The guys are playing round robin euchre four to a table but the games break up when Jap and Meg come to the door and she kisses him on the cheek and leaves. Jap says, “Please continue, gentlemen. Don’t let me insurrect. I harpoon no desire to be the friar in the annointment.”

Freddie says, “Nah. You’re alright. Games don’t feel right tonight. Clay just got laid off. Ray’s got to leave on account of his kids, and I got a bitch of a headache. Get you a beer and pull up a chair.”

When Jap comes back, Freddie said, “Jap, meet Oliver. He works with Jefferson down at the warehouse.”

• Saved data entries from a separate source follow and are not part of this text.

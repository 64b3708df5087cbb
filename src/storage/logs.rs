//! Import log storage: the audit trail queried by the status surface.

use jiff::Timestamp;
use rusqlite::OptionalExtension;
use uuid::Uuid;

use crate::model::{ImportLog, ImportStatus};

use super::{Result, Storage, StorageError};

impl Storage {
    /// Saves an import log, inserting or updating by id. Called once when a
    /// batch opens and once when it reaches a terminal status.
    pub fn save_log(&self, log: &ImportLog) -> Result<()> {
        self.conn.execute(
            "INSERT INTO import_log (id, object_id, submission_date, submitted_by, status, errors)
             VALUES (?1, ?2, ?3, ?4, ?5, ?6)
             ON CONFLICT (id) DO UPDATE SET
                 status = excluded.status,
                 errors = excluded.errors",
            rusqlite::params![
                log.id.to_string(),
                log.object_id.to_string(),
                log.submission_date.to_string(),
                &log.submitted_by,
                serialize_status(log.status),
                serde_json::to_string(&log.errors)?,
            ],
        )?;
        Ok(())
    }

    /// The most recent import log for an object, if any.
    pub fn find_latest_log(&self, object_id: Uuid) -> Result<Option<ImportLog>> {
        let mut logs = self.query_logs(object_id, Some(1))?;
        Ok(logs.pop())
    }

    /// All import logs for an object, newest first.
    pub fn list_logs(&self, object_id: Uuid) -> Result<Vec<ImportLog>> {
        self.query_logs(object_id, None)
    }

    fn query_logs(&self, object_id: Uuid, limit: Option<usize>) -> Result<Vec<ImportLog>> {
        let mut statement = self.conn.prepare(
            "SELECT id, submission_date, submitted_by, status, errors FROM import_log
             WHERE object_id = ?1
             ORDER BY submission_date DESC
             LIMIT ?2",
        )?;
        let limit = limit.map_or(-1, |n| i64::try_from(n).unwrap_or(i64::MAX));
        let rows = statement.query_map(
            rusqlite::params![object_id.to_string(), limit],
            |row| {
                Ok((
                    row.get::<_, String>(0)?,
                    row.get::<_, String>(1)?,
                    row.get::<_, String>(2)?,
                    row.get::<_, String>(3)?,
                    row.get::<_, String>(4)?,
                ))
            },
        )?;

        let mut logs = Vec::new();
        for row in rows {
            let (id, submission_date, submitted_by, status, errors) = row?;
            logs.push(ImportLog {
                id: id
                    .parse::<Uuid>()
                    .map_err(|e| StorageError::Corrupt(format!("invalid log id: {e}")))?,
                object_id,
                submission_date: submission_date.parse::<Timestamp>().map_err(|e| {
                    StorageError::Corrupt(format!("invalid submission_date: {e}"))
                })?,
                submitted_by,
                status: deserialize_status(&status)?,
                errors: serde_json::from_str(&errors)?,
            });
        }
        Ok(logs)
    }
}

/// Converts an `ImportStatus` to its status column value.
fn serialize_status(status: ImportStatus) -> &'static str {
    match status {
        ImportStatus::InProgress => "in_progress",
        ImportStatus::Success => "success",
        ImportStatus::PartiallySuccessful => "partially_successful",
        ImportStatus::Failure => "failure",
    }
}

/// Reconstructs an `ImportStatus` from its status column value.
fn deserialize_status(status: &str) -> Result<ImportStatus> {
    match status {
        "in_progress" => Ok(ImportStatus::InProgress),
        "success" => Ok(ImportStatus::Success),
        "partially_successful" => Ok(ImportStatus::PartiallySuccessful),
        "failure" => Ok(ImportStatus::Failure),
        other => Err(StorageError::Corrupt(format!(
            "unknown import status: {other}"
        ))),
    }
}
//! Core data model for Stevedore.
//!
//! These types represent the import pipeline's vocabulary: field mappings,
//! rows and imported sheets, the records a row reconciles into, drafts
//! against published records, and the per-batch import log.

mod draft;
mod log;
mod mapping;
mod redirect;
mod sheet;

use serde::{Deserialize, Serialize};
use uuid::Uuid;

pub use draft::{Draft, FieldDifference, FieldValue, find_differences};
pub use log::{ImportLog, ImportStatus};
pub use mapping::{FieldMapping, ImportDefinition, find_mapping};
pub use redirect::{QueryStringMode, VanityRedirect};
pub use sheet::{ImportedSheet, Row};

/// A record staged for publishing: either a redirect built from a row, or
/// a draft carrying changes to one that is already published.
///
/// Tagged enum so stored payloads are self-describing when read back.
#[derive(Debug, Clone, Serialize, Deserialize)]
#[serde(tag = "record", rename_all = "camelCase")]
pub enum StagedRecord {
    Redirect(VanityRedirect),
    Draft(Draft),
}

impl StagedRecord {
    pub fn id(&self) -> Uuid {
        match self {
            Self::Redirect(redirect) => redirect.id,
            Self::Draft(draft) => draft.id,
        }
    }

    /// Repository type identifier for this record.
    pub fn type_id(&self) -> &'static str {
        match self {
            Self::Redirect(_) => "vanity-redirect",
            Self::Draft(_) => "draft",
        }
    }

    /// Identity context for error messages and logs.
    pub fn label(&self) -> String {
        match self {
            Self::Redirect(redirect) => redirect.display_name.clone(),
            Self::Draft(draft) => format!("{} (draft of {})", draft.name, draft.target_id),
        }
    }
}

#[cfg(test)]
mod tests {
    use super::*;

    #[test]
    fn staged_record_ids_and_types() {
        let redirect = VanityRedirect::new("/old");
        let id = redirect.id;
        let staged = StagedRecord::Redirect(redirect);

        assert_eq!(staged.id(), id);
        assert_eq!(staged.type_id(), "vanity-redirect");
        assert_eq!(staged.label(), "/old");
    }
}
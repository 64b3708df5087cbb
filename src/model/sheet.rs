//! Imported sheets: the persisted reconciliation session.

use jiff::Timestamp;
use serde::{Deserialize, Serialize};
use uuid::Uuid;

use super::ImportDefinition;

/// One source line of tabular data, addressable by column heading.
///
/// Column order follows the source. Values are the raw cell strings;
/// interpretation is left to the reconciliation strategies. Immutable once
/// produced by the tabular adapter.
#[derive(Debug, Clone, Default, PartialEq, Eq, Serialize, Deserialize)]
pub struct Row {
    columns: Vec<(String, String)>,
}

impl Row {
    pub fn new(columns: Vec<(String, String)>) -> Self {
        Self { columns }
    }

    /// The value under `column`, if the row has that column.
    pub fn get(&self, column: &str) -> Option<&str> {
        self.columns
            .iter()
            .find(|(name, _)| name == column)
            .map(|(_, value)| value.as_str())
    }

    /// Column headings and values in source order.
    pub fn columns(&self) -> impl Iterator<Item = (&str, &str)> {
        self.columns
            .iter()
            .map(|(name, value)| (name.as_str(), value.as_str()))
    }

    pub fn len(&self) -> usize {
        self.columns.len()
    }

    pub fn is_empty(&self) -> bool {
        self.columns.is_empty()
    }
}

/// A source document snapshot plus the import definition it was loaded
/// with, so re-synchronization reuses the same configuration without
/// re-reading user input.
///
/// Rows are replaced wholesale on each sync; the sheet itself is never
/// deleted automatically.
#[derive(Debug, Clone, Serialize, Deserialize)]
#[serde(rename_all = "camelCase")]
pub struct ImportedSheet {
    pub id: Uuid,
    pub name: String,
    pub definition: ImportDefinition,
    pub rows: Vec<Row>,
    pub created_at: Timestamp,
    pub synced_at: Option<Timestamp>,
}

impl ImportedSheet {
    pub fn new(name: &str, definition: ImportDefinition, rows: Vec<Row>) -> Self {
        Self {
            id: Uuid::new_v4(),
            name: name.to_string(),
            definition,
            rows,
            created_at: Timestamp::now(),
            synced_at: None,
        }
    }

    /// Replaces the row snapshot from a re-synchronized source.
    pub fn replace_rows(&mut self, rows: Vec<Row>) {
        self.rows = rows;
        self.synced_at = Some(Timestamp::now());
    }
}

Jap says, “The pressure is all mine,” and bows in the Oriental manner.

Oliver smiles pleasantly and nods his head politely.

Colby says, “My car’s rattlin’ and smokin’ worse than ever, Jap.”

Jap says, “My friend, you’re in dark need of a new convenience.” Jap is a wizard with automobiles. He’s helped Colby out before—and he wouldn’t be giving up on a car if it weren’t past saving.

Colby says, “I can’t buy tires for the one I got and just barely gas.”

Freddie says, “I’d trade you mine only I wouldn’t be doing you any favor at thirteen miles to the gallon. With car prices in the shitter, I’d lose a bundle trading it into the agency and it’s only three years old.”

Ray says, “The economy as a whole sucks. It’s wheel-driven and the cost of fuel determines the cost of everything else. The big wigs are determined to drive the price up to an arbitrary profit level where it helps sustain the market. The people are supposed to spend and save money at the same time, money that they don’t have. Save, and businesses go broke, people lose their jobs. Spend, and you go broke, and lose your house. It’s damned if you do and damned if you don’t.”

Phield says, “Maybe the new president’s stimulus program will be of some benefit. It might take some time to work, but confidence in itself is supposed to have some impact on the markets almost immediately, and that loosens up trading, spending and lending reluctances as a consequence.”

Clay says, “Ah ain’t got no job w’at ta spend with, ‘r git a loan with, ‘r core ta trade, and Ah’d ruther git money th’n one ah tham thar reluctances.”

Nobody laughs.

Jefferson says, “I get the feeling that this president wants us all in Ivy league suits and wingtips. And he talks just like any other white man to me. I don’t get that he’s ever been through what the rest of us’ve been. How’s he supposed to help what he don’t know to help?”

Phield says, “Well, he’s a politician, and politicians all seem to believe that the solution to any problem is to throw money at it. Keynesian economics, they say, where the government is the chief instrument and guide of the country’s cash flow. This president is a great fan of Mr. Ronald Reagan, rest his soul, and Mr. Reagan believed that the more money people at the top make, the more trickles down to the rest of us.”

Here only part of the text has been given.